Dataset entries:

//! Prompt request value object

use crate::core::error::DomainError;
use crate::core::model::Model;
use serde::{Deserialize, Serialize};

/// Which backend interface a prompt is submitted to.
#[derive(Debug, Clone, Copy, PartialEq, Eq, Hash, Default, Serialize, Deserialize)]
#[serde(rename_all = "snake_case")]
pub enum GenerationMode {
    /// Plain generation from the prompt alone
    #[default]
    Generate,
    /// Generation grounded in retrieved context documents
    RetrievalAugmented,
    /// Tool-using agent answering a query
    Agent,
}

impl GenerationMode {
    pub fn as_str(&self) -> &'static str {
        match self {
            GenerationMode::Generate => "generate",
            GenerationMode::RetrievalAugmented => "rag",
            GenerationMode::Agent => "agent",
        }
    }

    /// Pick between plain and retrieval-augmented generation.
    pub fn from_rag_toggle(use_rag: bool) -> Self {
        if use_rag {
            GenerationMode::RetrievalAugmented
        } else {
            GenerationMode::Generate
        }
    }
}

impl std::fmt::Display for GenerationMode {
    fn fmt(&self, f: &mut std::fmt::Formatter<'_>) -> std::fmt::Result {
        f.write_str(self.as_str())
    }
}

/// A prompt submitted by the user (Value Object)
///
/// The text is trimmed on construction and is never empty. Once built the
/// request is immutable.
#[derive(Debug, Clone, PartialEq, Eq, Serialize)]
pub struct PromptRequest {
    text: String,
    model: Model,
    mode: GenerationMode,
}

impl PromptRequest {
    pub fn new(
        text: impl AsRef<str>,
        model: Model,
        mode: GenerationMode,
    ) -> Result<Self, DomainError> {
        let text = text.as_ref().trim();
        if text.is_empty() {
            return Err(DomainError::EmptyPrompt);
        }
        Ok(Self {
            text: text.to_string(),
            model,
            mode,
        })
    }

    pub fn generate(text: impl AsRef<str>, model: Model) -> Result<Self, DomainError> {
        Self::new(text, model, GenerationMode::Generate)
    }

    pub fn retrieval_augmented(text: impl AsRef<str>, model: Model) -> Result<Self, DomainError> {
        Self::new(text, model, GenerationMode::RetrievalAugmented)
    }

    pub fn agent(text: impl AsRef<str>, model: Model) -> Result<Self, DomainError> {
        Self::new(text, model, GenerationMode::Agent)
    }

    pub fn text(&self) -> &str {
        &self.text
    }

    pub fn model(&self) -> &Model {
        &self.model
    }

    pub fn mode(&self) -> GenerationMode {
        self.mode
    }
}

#[cfg(test)]
mod tests {
    use super::*;

    #[test]
    fn test_text_is_trimmed() {
        let request = PromptRequest::generate("  hello \n", Model::Llama2).unwrap();
        assert_eq!(request.text(), "hello");
        assert_eq!(request.mode(), GenerationMode::Generate);
    }

    #[test]
    fn test_blank_text_rejected() {
        assert_eq!(
            PromptRequest::generate("   ", Model::Llama2),
            Err(DomainError::EmptyPrompt)
        );
        assert_eq!(
            PromptRequest::agent("", Model::Llama2),
            Err(DomainError::EmptyPrompt)
        );
    }

    #[test]
    fn test_rag_toggle() {
        assert_eq!(
            GenerationMode::from_rag_toggle(true),
            GenerationMode::RetrievalAugmented
        );
        assert_eq!(GenerationMode::from_rag_toggle(false), GenerationMode::Generate);
    }

    #[test]
    fn test_mode_serializes_snake_case() {
        let json = serde_json::to_string(&GenerationMode::RetrievalAugmented).unwrap();
        assert_eq!(json, "\"retrieval_augmented\"");
    }
}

* _ASSIGNMENT_
Please find all lines of the entries that hold the string "submitted" and copy them.

* _WRITTEN ANSWER_
/// Which backend interface a prompt is submitted to.
/// A prompt submitted by the user (Value Object)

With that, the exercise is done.